Exercise objective: Look through the data that follows and copy each line with the string "output".

Segment Start: Data in this exercise

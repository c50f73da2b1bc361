//! Terminal output formatting with colors
//!
//! Respects NO_COLOR, CLICOLOR, CLICOLOR_FORCE automatically.

use colored::Colorize;

/// Print error (red bold "error:" prefix) to stderr
pub fn error(msg: &(impl std::fmt::Display + ?Sized)) {
    eprintln!("{}: {}", "error".red().bold(), msg);
}

/// Print warning (yellow "Warning:" prefix) to stderr
pub fn warning(msg: &(impl std::fmt::Display + ?Sized)) {
    eprintln!("{}: {}", "Warning".yellow(), msg);
}

/// Print section header (cyan bold)
pub fn header(msg: &(impl std::fmt::Display + ?Sized)) {
    println!("{}", msg.to_string().cyan().bold());
}

/// Print a tree-ordered row: id and parent dimmed, name plain
pub fn row(id: i64, parent_id: i64, name: &str) {
    println!(
        "{:>6} {:>6}  {}",
        id.to_string().dimmed(),
        parent_id.to_string().dimmed(),
        name
    );
}

/// Print an orphan row (yellow name)
pub fn orphan_row(id: i64, parent_id: i64, name: &str) {
    println!(
        "{:>6} {:>6}  {}",
        id.to_string().dimmed(),
        parent_id.to_string().dimmed(),
        name.yellow()
    );
}

/// Print plain output (no color, for data)
pub fn info(msg: &(impl std::fmt::Display + ?Sized)) {
    println!("{}", msg);
}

Segment End: Data in this exercise

Finished exercise:
//! Terminal output formatting with colors
/// Print plain output (no color, for data)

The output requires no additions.